The problem:
Go through the records below and return each line that has "ConfigValidator" in it.

□ □ □

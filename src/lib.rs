#![allow(clippy::missing_errors_doc)]

//! # OneFlow Backend Model Configuration
//!
//! Validates and parses a model's declarative I/O configuration at model-load
//! time, producing a typed, queryable description of every input and output
//! tensor plus the execution backend selected through `parameters.xrt`.
//!
//! ## Configuration format
//!
//! ```json
//! {
//!   "input":  [ { "name": "IMAGE", "data_type": "TYPE_FP32", "dims": [3, 224, 224] } ],
//!   "output": [ { "name": "PROB",  "data_type": "TYPE_FP32", "dims": [1000],
//!                 "reshape": { "shape": [1, 1000] } } ],
//!   "parameters": { "xrt": { "string_value": "tensorrt" } }
//! }
//! ```
//!
//! - `data_type` must be `TYPE_` followed by a known tag.
//! - `reshape.shape`, when present, replaces `dims` entirely.
//! - `parameters.xrt.string_value` is optional; unknown or missing values fall
//!   back to the plain OneFlow runtime with an informational notice.
//!
//! ## Quick Start
//!
//! ```rust
//! use oneflow_backend::{BackendKind, ConfigValidator, DataType, ModelConfigDocument};
//!
//! # fn main() -> oneflow_backend::Result<()> {
//! let document = ModelConfigDocument::from_json(r#"{
//!     "input":  [{"name": "IMAGE", "data_type": "TYPE_FP32", "dims": [3, 224, 224]}],
//!     "output": [{"name": "PROB",  "data_type": "TYPE_FP32", "dims": [1000]}]
//! }"#)?;
//!
//! let store = ConfigValidator::default().validate(&document)?;
//! assert_eq!(store.input_names(), ["IMAGE"]);
//! assert_eq!(store.input_attributes()["IMAGE"].data_type, DataType::Fp32);
//! assert_eq!(store.backend_kind(), BackendKind::OneFlow);
//! # Ok(())
//! # }
//! ```
//!
//! ## Reloading
//!
//! A validated store is immutable. [`ModelStateHandle`] hands out `Arc`
//! snapshots to request paths and swaps in a freshly validated store on
//! reload, leaving the old one untouched for readers still holding it.
//!
//! ## Feature Flags
//!
//! - `cli` (default): the `oneflow-config-check` binary and subscriber setup
//! - `tracing-json`: JSON log output for the CLI
//! - `tracing-files`: log to a file instead of stderr

pub mod backend_kind;
#[cfg(feature = "cli")]
pub mod cli;
pub mod config;
pub mod dtype;
pub mod error;
pub mod io_entry;
pub mod shape;
pub mod store;
pub mod tracing_config;
pub mod validator;

// Public API exports
pub use backend_kind::{BackendKind, BackendKindResolution};
pub use config::{DuplicateNamePolicy, ModelConfigDocument, ValidatorConfig, ValidatorConfigBuilder};
pub use dtype::{DataType, TYPE_PREFIX};
pub use error::{ConfigError, Result};
pub use io_entry::{IoAttribute, IoEntryValidator, IoKind};
pub use shape::{ShapeResolver, DYNAMIC_DIM};
pub use store::{ModelAttributeStore, ModelStateHandle};
pub use validator::{ConfigValidator, LoadObserver, TracingObserver, ValidationStage};

#[cfg(feature = "cli")]
pub use tracing_config::{init_cli_tracing, TracingConfig, TracingFormat, TracingGuard, TracingOutput};

/// Validate a JSON configuration string with default options
///
/// # Examples
///
/// ```rust
/// let err = oneflow_backend::validate_model_config(
///     r#"{"input": [{"name": "x", "data_type": "FP32", "dims": [1]}], "output": []}"#,
/// )
/// .unwrap_err();
/// assert!(matches!(err, oneflow_backend::ConfigError::Convention { .. }));
/// ```
pub fn validate_model_config(json: &str) -> Result<ModelAttributeStore> {
    let document = ModelConfigDocument::from_json(json)?;
    ConfigValidator::default().validate(&document)
}
//! Model configuration check CLI
//!
//! Loads a configuration document, runs the load-time validation pass and
//! prints the resulting input/output description.

use super::config::CliConfigBuilder;
use crate::{
    config::ModelConfigDocument,
    io_entry::IoAttribute,
    store::ModelAttributeStore,
    tracing_config::{init_cli_tracing, spans},
    validator::ConfigValidator,
};
use anyhow::{Context, Result};
use clap::{Parser, ValueEnum};
use serde_json::json;
use std::collections::HashMap;
use std::io::{self, Write};
use std::path::PathBuf;
use tracing::debug;

/// Validate a OneFlow backend model configuration
#[derive(Parser, Debug)]
#[command(author, version, about, long_about = None)]
#[command(name = "oneflow-config-check")]
pub struct Cli {
    /// Model configuration document (JSON)
    #[arg(value_name = "CONFIG")]
    pub config: PathBuf,

    /// Output format
    #[arg(short, long, value_enum, default_value_t = CliOutputFormat::Text)]
    pub format: CliOutputFormat,

    /// Accept duplicate input/output names (later entries replace earlier ones)
    #[arg(long)]
    pub allow_duplicates: bool,

    /// Reject dimensions written as strings
    #[arg(long)]
    pub strict_dims: bool,

    /// Model name used in log output [default: document name or file stem]
    #[arg(long)]
    pub model_name: Option<String>,

    /// Enable verbose logging (-v: DEBUG, -vv: TRACE)
    #[arg(short, long, action = clap::ArgAction::Count)]
    pub verbose: u8,

    /// Log output format (json needs the `tracing-json` feature)
    #[arg(long, value_enum, default_value_t = CliLogFormat::Console)]
    pub log_format: CliLogFormat,

    /// Write logs to PATH instead of stderr (needs the `tracing-files` feature)
    #[arg(long, value_name = "PATH")]
    pub log_file: Option<PathBuf>,
}

#[derive(Copy, Clone, PartialEq, Eq, PartialOrd, Ord, ValueEnum, Debug)]
pub enum CliOutputFormat {
    Text,
    Json,
}

#[derive(Copy, Clone, PartialEq, Eq, PartialOrd, Ord, ValueEnum, Debug)]
pub enum CliLogFormat {
    Console,
    Compact,
    Json,
}

pub fn main() -> Result<()> {
    let cli = Cli::parse();

    let _tracing = init_cli_tracing(CliConfigBuilder::tracing_from_cli(&cli)?)
        .context("Failed to initialize tracing")?;

    let span = spans::config_check(&cli.config);
    let _enter = span.enter();

    let document = ModelConfigDocument::from_file(&cli.config)
        .with_context(|| format!("Failed to load {}", cli.config.display()))?;
    let config = CliConfigBuilder::from_cli(&cli, document.model_name());
    debug!(config = ?config, "Validator configuration");

    let store = ConfigValidator::new(config)
        .validate(&document)
        .with_context(|| format!("Invalid model configuration {}", cli.config.display()))?;

    let stdout = io::stdout();
    let mut out = stdout.lock();
    match cli.format {
        CliOutputFormat::Text => render_text(&store, &mut out)?,
        CliOutputFormat::Json => render_json(&store, &mut out)?,
    }
    out.flush()?;

    Ok(())
}

/// Print a human-readable summary, entries in document order
fn render_text<W: Write>(store: &ModelAttributeStore, out: &mut W) -> io::Result<()> {
    writeln!(out, "backend: {}", store.backend_kind())?;
    writeln!(out, "inputs ({}):", store.num_inputs())?;
    write_entries(out, store.input_names(), store.input_attributes())?;
    writeln!(out, "outputs ({}):", store.num_outputs())?;
    write_entries(out, store.output_names(), store.output_attributes())?;
    Ok(())
}

fn write_entries<W: Write>(
    out: &mut W,
    names: &[String],
    attributes: &HashMap<String, IoAttribute>,
) -> io::Result<()> {
    for name in names {
        if let Some(attribute) = attributes.get(name) {
            writeln!(
                out,
                "  {name:<24} {:<6} {}",
                attribute.data_type,
                format_shape(&attribute.shape)
            )?;
        }
    }
    Ok(())
}

fn format_shape(shape: &[i64]) -> String {
    let dims: Vec<String> = shape.iter().map(ToString::to_string).collect();
    format!("[{}]", dims.join(", "))
}

/// Print the store as JSON, entries as ordered arrays
fn render_json<W: Write>(store: &ModelAttributeStore, out: &mut W) -> io::Result<()> {
    let entries = |names: &[String], attributes: &HashMap<String, IoAttribute>| {
        names
            .iter()
            .filter_map(|name| {
                attributes.get(name).map(|attribute| {
                    json!({
                        "name": name,
                        "data_type": attribute.data_type,
                        "shape": attribute.shape,
                        "order_index": attribute.order_index,
                    })
                })
            })
            .collect::<Vec<_>>()
    };

    let value = json!({
        "backend_kind": store.backend_kind(),
        "inputs": entries(store.input_names(), store.input_attributes()),
        "outputs": entries(store.output_names(), store.output_attributes()),
    });
    serde_json::to_writer_pretty(&mut *out, &value)?;
    writeln!(out)
}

□ □ □

Exercise response:
//! use oneflow_backend::{BackendKind, ConfigValidator, DataType, ModelConfigDocument};
//! let store = ConfigValidator::default().validate(&document)?;
pub use validator::{ConfigValidator, LoadObserver, TracingObserver, ValidationStage};
    ConfigValidator::default().validate(&document)
    validator::ConfigValidator,
    let store = ConfigValidator::new(config)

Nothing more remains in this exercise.